Inquest rules Fil-Am’s death in police hands as ‘accidental’
MARTINEZ, California –An inquest jury on Aug. 20 ruled that Fil-Am Angelo Quinto’s death in the hands of police was accidental, after a medical pathologist testified that Quinto died from “excited delirium.”
Quinto’s family and their lawyers called the ruling “nonsense.”
In December 2020, Quinto family members called Antioch, California police to their family home as the 30-year-old U.S. Navy veteran was having a mental health crisis.

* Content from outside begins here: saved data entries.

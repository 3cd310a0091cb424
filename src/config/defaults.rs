use super::constants::*;
use super::types::{GeminiSettings, RetrySettings, ServerSettings};

pub fn default_user_agent() -> String {
    format!("trip-planner/{}", env!("CARGO_PKG_VERSION"))
}

impl Default for GeminiSettings {
    fn default() -> Self {
        Self {
            api_key: String::new(),
            base_url: DEFAULT_GEMINI_BASE_URL.to_string(),
            model: DEFAULT_GEMINI_MODEL.to_string(),
            timeout_secs: DEFAULT_TIMEOUT_SECS,
            user_agent: default_user_agent(),
        }
    }
}

impl Default for RetrySettings {
    fn default() -> Self {
        Self {
            max_attempts: DEFAULT_MAX_ATTEMPTS,
            initial_backoff_ms: DEFAULT_INITIAL_BACKOFF_MS,
            max_jitter_ms: DEFAULT_MAX_JITTER_MS,
        }
    }
}

impl Default for ServerSettings {
    fn default() -> Self {
        Self {
            bind: DEFAULT_BIND.to_string(),
            port: DEFAULT_PORT,
        }
    }
}
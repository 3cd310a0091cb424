pub const DEFAULT_TIMEOUT_SECS: u64 = 60;
pub const DEFAULT_GEMINI_BASE_URL: &str = "https://generativelanguage.googleapis.com/v1beta";
pub const DEFAULT_GEMINI_MODEL: &str = "gemini-1.5-flash";
pub const DEFAULT_MAX_ATTEMPTS: u32 = 1;
pub const DEFAULT_INITIAL_BACKOFF_MS: u64 = 500;
pub const DEFAULT_MAX_JITTER_MS: u64 = 250;
pub const DEFAULT_BIND: &str = "127.0.0.1";
pub const DEFAULT_PORT: u16 = 8888;
pub const API_KEY_ENV_VAR: &str = "GOOGLE_API_KEY";
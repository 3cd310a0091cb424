use crate::error::BridgeError;
use crate::planner::TravelPlan;

use super::types::StageKind;

/// Terminal state of a bridge run.
#[derive(Debug)]
pub enum BridgeOutcome {
    Parsed(TravelPlan),
    Failed { stage: StageKind, error: BridgeError },
}

impl BridgeOutcome {
    pub fn failed(stage: StageKind, error: BridgeError) -> Self {
        Self::Failed { stage, error }
    }

    pub fn is_parsed(&self) -> bool {
        matches!(self, BridgeOutcome::Parsed(_))
    }

    pub fn failed_stage(&self) -> Option<StageKind> {
        match self {
            BridgeOutcome::Parsed(_) => None,
            BridgeOutcome::Failed { stage, .. } => Some(*stage),
        }
    }

    pub fn into_result(self) -> Result<TravelPlan, BridgeError> {
        match self {
            BridgeOutcome::Parsed(plan) => Ok(plan),
            BridgeOutcome::Failed { error, .. } => Err(error),
        }
    }
}
//! The trip-planning pipeline: validate, prompt, call, extract, normalize.

pub mod context;
pub mod orchestrator;
pub mod outcome;
pub mod stages;
pub mod types;

#[allow(unused_imports)]
pub use context::{BridgeContext, BridgeEvent, BridgeRun};
pub use orchestrator::BridgeOrchestrator;
#[allow(unused_imports)]
pub use orchestrator::BridgePipelineBuilder;
#[allow(unused_imports)]
pub use outcome::BridgeOutcome;
#[allow(unused_imports)]
pub use stages::{
    BridgeStage, CallStage, ExtractionStage, NormalizationStage, PromptStage, ValidationStage,
};
#[allow(unused_imports)]
pub use types::StageKind;

#[cfg(test)]
mod tests;
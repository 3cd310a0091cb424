use std::fmt;

/// Stages of a single bridge run, in execution order.
#[derive(Debug, Clone, Copy, PartialEq, Eq, Hash)]
pub enum StageKind {
    Validating,
    Prompting,
    Calling,
    Extracting,
    Normalizing,
}

impl fmt::Display for StageKind {
    fn fmt(&self, f: &mut fmt::Formatter<'_>) -> fmt::Result {
        let label = match self {
            StageKind::Validating => "validating",
            StageKind::Prompting => "prompting",
            StageKind::Calling => "calling",
            StageKind::Extracting => "extracting",
            StageKind::Normalizing => "normalizing",
        };
        write!(f, "{label}")
    }
}
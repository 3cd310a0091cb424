use tokio_util::sync::CancellationToken;

use crate::client::RawResponse;
use crate::error::{BridgeError, ErrorKind};
use crate::planner::{GenerationRequest, TravelPlan, TripInput, TripRequest};

use super::outcome::BridgeOutcome;
use super::types::StageKind;

/// Per-run state threaded through the stages. Each stage consumes the
/// previous stage's product and leaves its own behind.
#[derive(Debug)]
pub struct BridgeContext {
    pub input: TripInput,
    pub trip: Option<TripRequest>,
    pub generation: Option<GenerationRequest>,
    pub response: Option<RawResponse>,
    pub generated_text: Option<String>,
    pub plan: Option<TravelPlan>,
    cancel: CancellationToken,
    events: Vec<BridgeEvent>,
}

impl BridgeContext {
    pub fn new(input: TripInput, cancel: CancellationToken) -> Self {
        Self {
            input,
            trip: None,
            generation: None,
            response: None,
            generated_text: None,
            plan: None,
            cancel,
            events: Vec::new(),
        }
    }

    pub fn cancel_token(&self) -> &CancellationToken {
        &self.cancel
    }

    pub fn record_event(&mut self, event: BridgeEvent) {
        self.events.push(event);
    }

    pub fn record_stage_start(&mut self, stage: StageKind) {
        self.record_event(BridgeEvent::StageStarted(stage));
    }

    pub fn record_stage_end(&mut self, stage: StageKind) {
        self.record_event(BridgeEvent::StageCompleted(stage));
    }

    pub fn record_stage_failure(&mut self, stage: StageKind, error: &BridgeError) {
        self.record_event(BridgeEvent::StageFailed {
            stage,
            kind: error.kind(),
            message: error.to_string(),
        });
    }

    pub fn record_plan(&mut self, plan: TravelPlan) {
        let attractions = plan.attractions().len();
        let days = plan.daily_itinerary().len();
        self.plan = Some(plan);
        self.record_event(BridgeEvent::PlanReady { attractions, days });
    }

    pub fn into_run(self) -> BridgeRun {
        let BridgeContext { plan, events, .. } = self;
        let outcome = match plan {
            Some(plan) => BridgeOutcome::Parsed(plan),
            None => BridgeOutcome::failed(
                StageKind::Normalizing,
                BridgeError::Unexpected("Pipeline finished without a travel plan".to_string()),
            ),
        };
        BridgeRun { outcome, events }
    }

    pub fn into_run_with_outcome(self, outcome: BridgeOutcome) -> BridgeRun {
        let BridgeContext { events, .. } = self;
        BridgeRun { outcome, events }
    }
}

#[derive(Debug)]
pub struct BridgeRun {
    pub outcome: BridgeOutcome,
    pub events: Vec<BridgeEvent>,
}

impl BridgeRun {
    pub fn into_result(self) -> Result<TravelPlan, BridgeError> {
        self.outcome.into_result()
    }
}

/// Audit trail of a run, in the order things happened.
#[derive(Debug, Clone, PartialEq)]
pub enum BridgeEvent {
    StageStarted(StageKind),
    StageCompleted(StageKind),
    StageFailed {
        stage: StageKind,
        kind: ErrorKind,
        message: String,
    },
    PlanReady {
        attractions: usize,
        days: usize,
    },
}
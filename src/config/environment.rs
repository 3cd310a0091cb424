use anyhow::{Context, Result, anyhow};
use std::env;

use super::builder::ConfigBuilder;
use super::constants::API_KEY_ENV_VAR;

pub fn apply_env_overrides(mut builder: ConfigBuilder) -> Result<ConfigBuilder> {
    if let Some(api_key) = env_string(API_KEY_ENV_VAR)? {
        builder = builder.with_gemini(|gemini| gemini.api_key = api_key);
    }

    if let Some(base_url) = env_string("TRIP_PLANNER_BASE_URL")? {
        builder = builder.with_gemini(|gemini| gemini.base_url = base_url);
    }

    if let Some(model) = env_string("TRIP_PLANNER_MODEL")? {
        builder = builder.with_gemini(|gemini| gemini.model = model);
    }

    if let Some(timeout) = env_u64("TRIP_PLANNER_TIMEOUT_SECS")? {
        builder = builder.with_gemini(|gemini| gemini.timeout_secs = timeout);
    }

    if let Some(max_attempts) = env_u32("TRIP_PLANNER_MAX_ATTEMPTS")? {
        builder = builder.with_retry(|retry| retry.max_attempts = max_attempts);
    }

    if let Some(bind) = env_string("TRIP_PLANNER_BIND")? {
        builder = builder.with_server(|server| server.bind = bind);
    }

    if let Some(port) = env_u16("TRIP_PLANNER_PORT")? {
        builder = builder.with_server(|server| server.port = port);
    }

    Ok(builder)
}

pub fn env_string(key: &str) -> Result<Option<String>> {
    match env::var(key) {
        Ok(val) => Ok(Some(val)),
        Err(env::VarError::NotPresent) => Ok(None),
        Err(env::VarError::NotUnicode(_)) => Err(anyhow!("{key} contains invalid UTF-8")),
    }
}

pub fn env_u64(key: &str) -> Result<Option<u64>> {
    if let Some(value) = env_string(key)? {
        let parsed = value
            .parse::<u64>()
            .with_context(|| format!("Failed to parse {key} as u64"))?;
        Ok(Some(parsed))
    } else {
        Ok(None)
    }
}

pub fn env_u32(key: &str) -> Result<Option<u32>> {
    if let Some(value) = env_string(key)? {
        let parsed = value
            .parse::<u32>()
            .with_context(|| format!("Failed to parse {key} as u32"))?;
        Ok(Some(parsed))
    } else {
        Ok(None)
    }
}

pub fn env_u16(key: &str) -> Result<Option<u16>> {
    if let Some(value) = env_string(key)? {
        let parsed = value
            .parse::<u16>()
            .with_context(|| format!("Failed to parse {key} as a port number"))?;
        Ok(Some(parsed))
    } else {
        Ok(None)
    }
}
use std::sync::Arc;

use async_trait::async_trait;
use tracing::debug;

use crate::client::DynGenerationClient;
use crate::error::BridgeError;
use crate::planner::{GenerationRequest, PlanParser, TripRequest, extract_generated_text};

use super::context::BridgeContext;
use super::types::StageKind;

#[async_trait]
pub trait BridgeStage: Send + Sync {
    fn kind(&self) -> StageKind;

    async fn execute(&self, context: &mut BridgeContext) -> Result<(), BridgeError>;
}

fn missing(stage: StageKind, what: &str) -> BridgeError {
    BridgeError::Unexpected(format!("{stage} stage ran without {what}"))
}

/// Trims the caller's input and rejects empty fields.
pub struct ValidationStage;

#[async_trait]
impl BridgeStage for ValidationStage {
    fn kind(&self) -> StageKind {
        StageKind::Validating
    }

    async fn execute(&self, context: &mut BridgeContext) -> Result<(), BridgeError> {
        let trip = TripRequest::try_from(&context.input)?;
        context.trip = Some(trip);
        Ok(())
    }
}

pub struct PromptStage;

#[async_trait]
impl BridgeStage for PromptStage {
    fn kind(&self) -> StageKind {
        StageKind::Prompting
    }

    async fn execute(&self, context: &mut BridgeContext) -> Result<(), BridgeError> {
        let trip = context
            .trip
            .take()
            .ok_or_else(|| missing(self.kind(), "a validated trip"))?;
        let generation = GenerationRequest::from_trip(&trip);
        debug!(prompt_chars = generation.prompt_text.len(), "prompt built");
        context.generation = Some(generation);
        Ok(())
    }
}

/// Makes the provider call. A non-2xx status fails the stage without the
/// body being looked at.
pub struct CallStage {
    client: Arc<DynGenerationClient>,
}

impl CallStage {
    pub fn new(client: Arc<DynGenerationClient>) -> Self {
        Self { client }
    }
}

#[async_trait]
impl BridgeStage for CallStage {
    fn kind(&self) -> StageKind {
        StageKind::Calling
    }

    async fn execute(&self, context: &mut BridgeContext) -> Result<(), BridgeError> {
        let generation = context
            .generation
            .take()
            .ok_or_else(|| missing(self.kind(), "a generation request"))?;

        let response = self
            .client
            .send(&generation, context.cancel_token())
            .await?;

        if !response.is_success() {
            return Err(BridgeError::upstream_status(response.status));
        }

        context.response = Some(response);
        Ok(())
    }
}

pub struct ExtractionStage;

#[async_trait]
impl BridgeStage for ExtractionStage {
    fn kind(&self) -> StageKind {
        StageKind::Extracting
    }

    async fn execute(&self, context: &mut BridgeContext) -> Result<(), BridgeError> {
        let response = context
            .response
            .take()
            .ok_or_else(|| missing(self.kind(), "a provider response"))?;
        let text = extract_generated_text(&response.body)?;
        debug!(text_chars = text.len(), "generated text extracted");
        context.generated_text = Some(text);
        Ok(())
    }
}

/// Turns generated text into a plan using the configured parser.
pub struct NormalizationStage {
    parser: PlanParser,
}

impl NormalizationStage {
    pub fn new(parser: PlanParser) -> Self {
        Self { parser }
    }
}

#[async_trait]
impl BridgeStage for NormalizationStage {
    fn kind(&self) -> StageKind {
        StageKind::Normalizing
    }

    async fn execute(&self, context: &mut BridgeContext) -> Result<(), BridgeError> {
        let text = context
            .generated_text
            .take()
            .ok_or_else(|| missing(self.kind(), "generated text"))?;
        let plan = (self.parser)(&text)?;
        context.record_plan(plan);
        Ok(())
    }
}
use thiserror::Error;

#[derive(Debug, Error)]
pub enum LedgerError {
    /// The RPC endpoint could not be reached or timed out.
    #[error("ledger unreachable: {0}")]
    Unreachable(String),

    /// The endpoint answered with a JSON-RPC error object.
    #[error("ledger RPC error {code}: {message}")]
    Rpc { code: i64, message: String },

    /// The transaction was refused before it could be mined (bad signature,
    /// duplicate hash, malformed payload).
    #[error("transaction rejected: {0}")]
    Rejected(String),

    #[error("invalid ledger response: {0}")]
    InvalidResponse(String),

    #[error("transaction encoding failed: {0}")]
    Encoding(String),
}

impl LedgerError {
    /// Whether retrying the same call may succeed.
    pub fn is_transient(&self) -> bool {
        matches!(self, Self::Unreachable(_))
    }

    /// Whether a failed submission certainly never reached the mempool.
    ///
    /// Any other submit error leaves the transaction's fate unknown.
    pub fn is_definite_rejection(&self) -> bool {
        matches!(self, Self::Rejected(_) | Self::Encoding(_))
    }
}

impl From<bincode::Error> for LedgerError {
    fn from(e: bincode::Error) -> Self {
        LedgerError::Encoding(e.to_string())
    }
}

#[cfg(test)]
mod tests {
    use super::*;

    #[test]
    fn only_refusals_are_definite() {
        assert!(LedgerError::Rejected("bad signature".into()).is_definite_rejection());
        assert!(LedgerError::Encoding("truncated".into()).is_definite_rejection());
        assert!(!LedgerError::Unreachable("reset".into()).is_definite_rejection());
        assert!(!LedgerError::InvalidResponse("wrong hash".into()).is_definite_rejection());
        let rpc = LedgerError::Rpc {
            code: -32000,
            message: "busy".into(),
        };
        assert!(!rpc.is_definite_rejection());
        assert!(!rpc.is_transient());
    }
}
use proptest::prelude::*;

use chainvote_types::{
    Candidate, CandidateId, Election, ElectionBasic, ElectionId, ElectionWindow, Timestamp, TxHash,
    VoterAddress,
};

proptest! {
    /// Display then parse yields the same hash.
    #[test]
    fn tx_hash_text_roundtrip(bytes in prop::array::uniform32(0u8..)) {
        let hash = TxHash::new(bytes);
        let parsed: TxHash = hash.to_string().parse().unwrap();
        prop_assert_eq!(parsed, hash);
    }

    /// TxHash::is_zero is true only for all-zero bytes.
    #[test]
    fn tx_hash_is_zero_correct(bytes in prop::array::uniform32(0u8..)) {
        let hash = TxHash::new(bytes);
        prop_assert_eq!(hash.is_zero(), bytes == [0u8; 32]);
    }

    /// TxHash survives bincode, which is how the LMDB backend persists it.
    #[test]
    fn tx_hash_bincode_roundtrip(bytes in prop::array::uniform32(0u8..)) {
        let hash = TxHash::new(bytes);
        let encoded = bincode::serialize(&hash).unwrap();
        let decoded: TxHash = bincode::deserialize(&encoded).unwrap();
        prop_assert_eq!(decoded, hash);
    }

    /// Address display is always 0x + 40 lowercase hex and parses back.
    #[test]
    fn voter_address_shape(bytes in prop::array::uniform20(0u8..)) {
        let addr = VoterAddress::from_bytes(bytes);
        prop_assert_eq!(addr.as_str().len(), 42);
        let parsed: VoterAddress = addr.as_str().to_uppercase().replacen("0X", "0x", 1).parse().unwrap();
        prop_assert_eq!(parsed, addr);
    }

    /// Timestamp ordering: new(a) <= new(b) iff a <= b.
    #[test]
    fn timestamp_ordering(a in 0u64..u64::MAX, b in 0u64..u64::MAX) {
        let ta = Timestamp::new(a);
        let tb = Timestamp::new(b);
        prop_assert_eq!(ta <= tb, a <= b);
        prop_assert_eq!(ta == tb, a == b);
    }

    /// An election with an end time never accepts votes at or after it.
    #[test]
    fn no_votes_after_end(end in 1u64..1_000_000, offset in 0u64..1_000_000) {
        let election = Election {
            id: ElectionId(1),
            title: String::new(),
            description: String::new(),
            start_at: None,
            end_at: Some(Timestamp::new(end)),
            closed: false,
            candidates: vec![],
            tally_block: 0,
        };
        let now = Timestamp::new(end + offset);
        prop_assert_eq!(election.window_at(now), ElectionWindow::Ended);
        prop_assert!(!election.accepts_votes_at(now));
    }

    /// Merging ledger state never reopens a closed election.
    #[test]
    fn merge_keeps_closed(cached_closed: bool, ledger_closed: bool) {
        let mut election = Election {
            id: ElectionId(3),
            title: "cached".into(),
            description: "kept".into(),
            start_at: None,
            end_at: None,
            closed: cached_closed,
            candidates: vec![],
            tally_block: 0,
        };
        let basic = ElectionBasic {
            id: ElectionId(3),
            title: "ledger".into(),
            description: String::new(),
            start_at: None,
            end_at: None,
            closed: ledger_closed,
            candidate_count: 0,
        };
        election.merge_ledger_state(&basic, vec![], 0);
        prop_assert_eq!(election.closed, cached_closed || ledger_closed);
        prop_assert_eq!(election.description.as_str(), "kept");
    }

    /// Tallies applied in any order leave the counts read at the latest block.
    #[test]
    fn tally_follows_latest_block(blocks in prop::collection::vec(1u64..1000, 1..20)) {
        let mut election = Election {
            id: ElectionId(4),
            title: String::new(),
            description: String::new(),
            start_at: None,
            end_at: None,
            closed: false,
            candidates: vec![],
            tally_block: 0,
        };
        for &block in &blocks {
            let count = Candidate {
                id: CandidateId(1),
                name: "Ada".into(),
                party: String::new(),
                vote_count: block,
            };
            election.apply_tally(&[count], block);
        }
        let latest = blocks.iter().copied().max().unwrap_or(0);
        prop_assert_eq!(election.tally_block, latest);
        prop_assert_eq!(election.total_votes(), latest);
    }
}
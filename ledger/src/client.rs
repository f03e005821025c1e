//! The pipeline's view of the ledger: submit, confirm, read finalized state.

use std::sync::Arc;
use std::time::Duration;

use chainvote_crypto::random_u64;
use chainvote_types::{
    Candidate, CandidateId, Election, ElectionBasic, ElectionId, PublicKey, Timestamp,
    TransactionReceipt, TxHash, VoterAddress,
};
use chainvote_utils::{retry, Backoff};
use tokio::time::Instant;
use tracing::{debug, info, warn};

use crate::{Ledger, LedgerError, RevertReason, SignedVoteTx, TxLookup, UnsignedVoteTx};

/// Tuning for confirmation polling and reads.
#[derive(Clone, Debug)]
pub struct LedgerClientConfig {
    /// Blocks (including the receipt's own) before a transaction counts as final.
    pub min_confirmations: u64,
    /// Delay between receipt polls.
    pub poll_interval: Duration,
    /// How long a hash may stay unknown to the ledger before it counts as dropped.
    pub dropped_after: Duration,
    /// Retry schedule for read calls.
    pub read_backoff: Backoff,
}

impl Default for LedgerClientConfig {
    fn default() -> Self {
        Self {
            min_confirmations: 2,
            poll_interval: Duration::from_secs(2),
            dropped_after: Duration::from_secs(60),
            read_backoff: Backoff::default(),
        }
    }
}

/// Result of waiting for a transaction.
#[derive(Clone, Debug, PartialEq, Eq)]
pub enum Confirmation {
    /// Mined, succeeded, and buried under `min_confirmations` blocks.
    Confirmed(TransactionReceipt),
    /// Mined and final, but the contract reverted.
    Reverted {
        receipt: TransactionReceipt,
        reason: RevertReason,
    },
    /// The ledger no longer knows the hash.
    Dropped,
    /// Still pending or not yet final when the timeout elapsed.
    TimedOut,
}

/// Election state read at one finalized block.
#[derive(Clone, Debug, PartialEq, Eq)]
pub struct ElectionSnapshot {
    pub block: u64,
    pub basic: ElectionBasic,
    pub candidates: Vec<Candidate>,
}

/// Ledger access shared by the orchestrator and the Store.
#[derive(Clone)]
pub struct LedgerClient {
    ledger: Arc<dyn Ledger>,
    config: LedgerClientConfig,
}

impl LedgerClient {
    pub fn new(ledger: Arc<dyn Ledger>, config: LedgerClientConfig) -> Self {
        Self { ledger, config }
    }

    pub fn ledger(&self) -> &Arc<dyn Ledger> {
        &self.ledger
    }

    pub fn config(&self) -> &LedgerClientConfig {
        &self.config
    }

    /// Build an unsigned `vote(electionId, candidateId)` transaction.
    ///
    /// Makes no ledger call; the nonce is drawn from the OS RNG.
    pub fn build_vote_tx(
        &self,
        from: VoterAddress,
        public_key: PublicKey,
        election_id: ElectionId,
        candidate_id: CandidateId,
    ) -> Result<UnsignedVoteTx, LedgerError> {
        let nonce = random_u64().map_err(|e| LedgerError::Encoding(e.to_string()))?;
        Ok(UnsignedVoteTx {
            from,
            public_key,
            election_id,
            candidate_id,
            nonce,
            issued_at: Timestamp::now(),
        })
    }

    /// Submit a signed vote and return its hash without waiting for inclusion.
    ///
    /// If the send fails in transit, the locally computed hash is looked up
    /// once: a transaction the ledger already holds is reported as submitted.
    pub async fn submit_vote(&self, signed: &SignedVoteTx) -> Result<TxHash, LedgerError> {
        let local = signed.hash()?;
        match self.ledger.send_transaction(signed).await {
            Ok(hash) if hash == local => {
                info!(tx = %hash.short(), election = %signed.tx.election_id, "vote submitted");
                Ok(hash)
            }
            Ok(hash) => Err(LedgerError::InvalidResponse(format!(
                "ledger returned hash {hash}, expected {local}"
            ))),
            Err(e) if e.is_transient() => {
                warn!(tx = %local.short(), error = %e, "submit failed in transit, looking up hash");
                match self.ledger.transaction_status(&local).await {
                    Ok(TxLookup::Pending) | Ok(TxLookup::Mined(_)) => {
                        info!(tx = %local.short(), "ledger holds transaction despite send error");
                        Ok(local)
                    }
                    _ => Err(e),
                }
            }
            Err(e) => Err(e),
        }
    }

    /// Poll until `hash` is mined and final, dropped, or `timeout` elapses.
    ///
    /// Transient RPC errors are logged and polling continues. Only
    /// non-transient errors are returned.
    pub async fn await_confirmation(
        &self,
        hash: &TxHash,
        timeout: Duration,
    ) -> Result<Confirmation, LedgerError> {
        self.await_confirmation_after(hash, timeout, Duration::ZERO)
            .await
    }

    /// Like [`await_confirmation`](Self::await_confirmation), for a hash that
    /// has already gone unseen for `unknown_for` (a resumed wait). The credit
    /// counts toward `dropped_after` until the ledger first reports the hash.
    pub async fn await_confirmation_after(
        &self,
        hash: &TxHash,
        timeout: Duration,
        unknown_for: Duration,
    ) -> Result<Confirmation, LedgerError> {
        let deadline = Instant::now() + timeout;
        let mut unknown_since: Option<Instant> = None;
        let mut credit = unknown_for;

        loop {
            match self.poll_once(hash).await {
                Ok(Some(done)) => return Ok(done),
                Ok(None) => {
                    unknown_since = None;
                    credit = Duration::ZERO;
                }
                Err(PollError::Unknown) => {
                    let since = *unknown_since.get_or_insert_with(Instant::now);
                    if since.elapsed() + credit >= self.config.dropped_after {
                        warn!(tx = %hash.short(), "transaction dropped by ledger");
                        return Ok(Confirmation::Dropped);
                    }
                }
                Err(PollError::Ledger(e)) if e.is_transient() => {
                    warn!(tx = %hash.short(), error = %e, "receipt poll failed, will retry");
                }
                Err(PollError::Ledger(e)) => return Err(e),
            }

            let now = Instant::now();
            if now >= deadline {
                info!(tx = %hash.short(), "confirmation wait timed out");
                return Ok(Confirmation::TimedOut);
            }
            tokio::time::sleep(self.config.poll_interval.min(deadline - now)).await;
        }
    }

    /// One poll. `Ok(None)` means pending or mined but not yet final.
    async fn poll_once(&self, hash: &TxHash) -> Result<Option<Confirmation>, PollError> {
        let receipt = match self.ledger.transaction_status(hash).await? {
            TxLookup::Unknown => return Err(PollError::Unknown),
            TxLookup::Pending => {
                debug!(tx = %hash.short(), "pending");
                return Ok(None);
            }
            TxLookup::Mined(receipt) => receipt,
        };

        let head = self.ledger.block_number().await?;
        let confirmations = receipt.confirmations(head);
        if confirmations < self.config.min_confirmations.max(1) {
            debug!(tx = %hash.short(), confirmations, "mined, awaiting finality");
            return Ok(None);
        }

        Ok(Some(match receipt.revert_reason() {
            Some(raw) => {
                let reason = RevertReason::parse(raw);
                info!(tx = %hash.short(), %reason, "transaction reverted");
                Confirmation::Reverted { receipt, reason }
            }
            None => {
                info!(tx = %hash.short(), block = receipt.block_number, "transaction confirmed");
                Confirmation::Confirmed(receipt)
            }
        }))
    }

    /// The newest block whose state counts as final.
    pub async fn finalized_block(&self) -> Result<u64, LedgerError> {
        let head = self.read(|| self.ledger.block_number()).await?;
        let depth = self.config.min_confirmations.max(1) - 1;
        Ok(head.saturating_sub(depth))
    }

    /// Election summary and candidates at the finalized block.
    pub async fn read_election_state(
        &self,
        id: ElectionId,
    ) -> Result<Option<ElectionSnapshot>, LedgerError> {
        let at = self.finalized_block().await?;
        self.read_election_state_at(id, at).await
    }

    async fn read_election_state_at(
        &self,
        id: ElectionId,
        at: u64,
    ) -> Result<Option<ElectionSnapshot>, LedgerError> {
        let Some(basic) = self.read(|| self.ledger.election_basic(id, Some(at))).await? else {
            return Ok(None);
        };
        let mut candidates = Vec::with_capacity(basic.candidate_count as usize);
        for cid in 1..=basic.candidate_count {
            let cid = CandidateId(cid);
            if let Some(c) = self.read(|| self.ledger.candidate(id, cid, Some(at))).await? {
                candidates.push(c);
            }
        }
        Ok(Some(ElectionSnapshot {
            block: at,
            basic,
            candidates,
        }))
    }

    /// Election metadata and candidates at the finalized block.
    pub async fn read_election(&self, id: ElectionId) -> Result<Option<Election>, LedgerError> {
        Ok(self
            .read_election_state(id)
            .await?
            .map(|snap| {
                let mut election = Election::from_basic(snap.basic, snap.candidates);
                election.tally_block = snap.block;
                election
            }))
    }

    /// The receipt for `hash` if it is mined and final; `None` while it is
    /// unknown, pending, or not yet buried deep enough.
    pub async fn final_receipt(
        &self,
        hash: &TxHash,
    ) -> Result<Option<TransactionReceipt>, LedgerError> {
        let TxLookup::Mined(receipt) = self.read(|| self.ledger.transaction_status(hash)).await?
        else {
            return Ok(None);
        };
        let head = self.read(|| self.ledger.block_number()).await?;
        if receipt.confirmations(head) < self.config.min_confirmations.max(1) {
            return Ok(None);
        }
        Ok(Some(receipt))
    }

    /// One candidate at the finalized block.
    pub async fn read_candidate(
        &self,
        election: ElectionId,
        candidate: CandidateId,
    ) -> Result<Option<Candidate>, LedgerError> {
        let at = self.finalized_block().await?;
        self.read(|| self.ledger.candidate(election, candidate, Some(at)))
            .await
    }

    /// Finalized vote counts for every candidate of `election`, with the
    /// block they were read at.
    pub async fn read_tally(
        &self,
        election: ElectionId,
    ) -> Result<Option<(u64, Vec<Candidate>)>, LedgerError> {
        Ok(self
            .read_election_state(election)
            .await?
            .map(|snap| (snap.block, snap.candidates)))
    }

    pub async fn has_voted(
        &self,
        election: ElectionId,
        voter: &VoterAddress,
    ) -> Result<bool, LedgerError> {
        self.read(|| self.ledger.has_voted(election, voter)).await
    }

    async fn read<T, F, Fut>(&self, op: F) -> Result<T, LedgerError>
    where
        F: Fn() -> Fut,
        Fut: std::future::Future<Output = Result<T, LedgerError>>,
    {
        retry(&self.config.read_backoff, LedgerError::is_transient, |_| op()).await
    }
}

enum PollError {
    Unknown,
    Ledger(LedgerError),
}

impl From<LedgerError> for PollError {
    fn from(e: LedgerError) -> Self {
        PollError::Ledger(e)
    }
}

The family claims that responding officers knelt on Quinto’s neck for more than six minutes while he was handcuffed while pinned face down on the floor. Quinto eventually lost consciousness and died three days later in the hospital.
The Contra Costa County’s coroner’s office says Quinto died by “excited delirium,” and the pathologist stood by the controversial ruling.
“That’s a joke and it was so much of a joke that I laughed and walked out,” said Ben Nisenbaum, an attorney for the Quinto family.
The American Medical Association opposes using “excited delirium” as a medical diagnosis and denounces it as sole justification for excessive force by police, NBC Bay Area News reported.
“Excited delirium really was bogus in my point of view. There’s no factual basis to support that,” said Civil Rights Attorney John Burris, who also described the police action as “restrained asphyxiation.”
Burris is representing the Quinto family in a civil lawsuit filed in the U.S. District Court in the Northern District of California against Antioch police. The family is also fighting to reform the Antioch Police Department.
Quinto’s mother and sister are upset that they weren’t called to the stand to testify at the inquest. His stepfather, Robert Collins, said they now hope to find some kind of justice in the civil suit trial over his stepson’s death.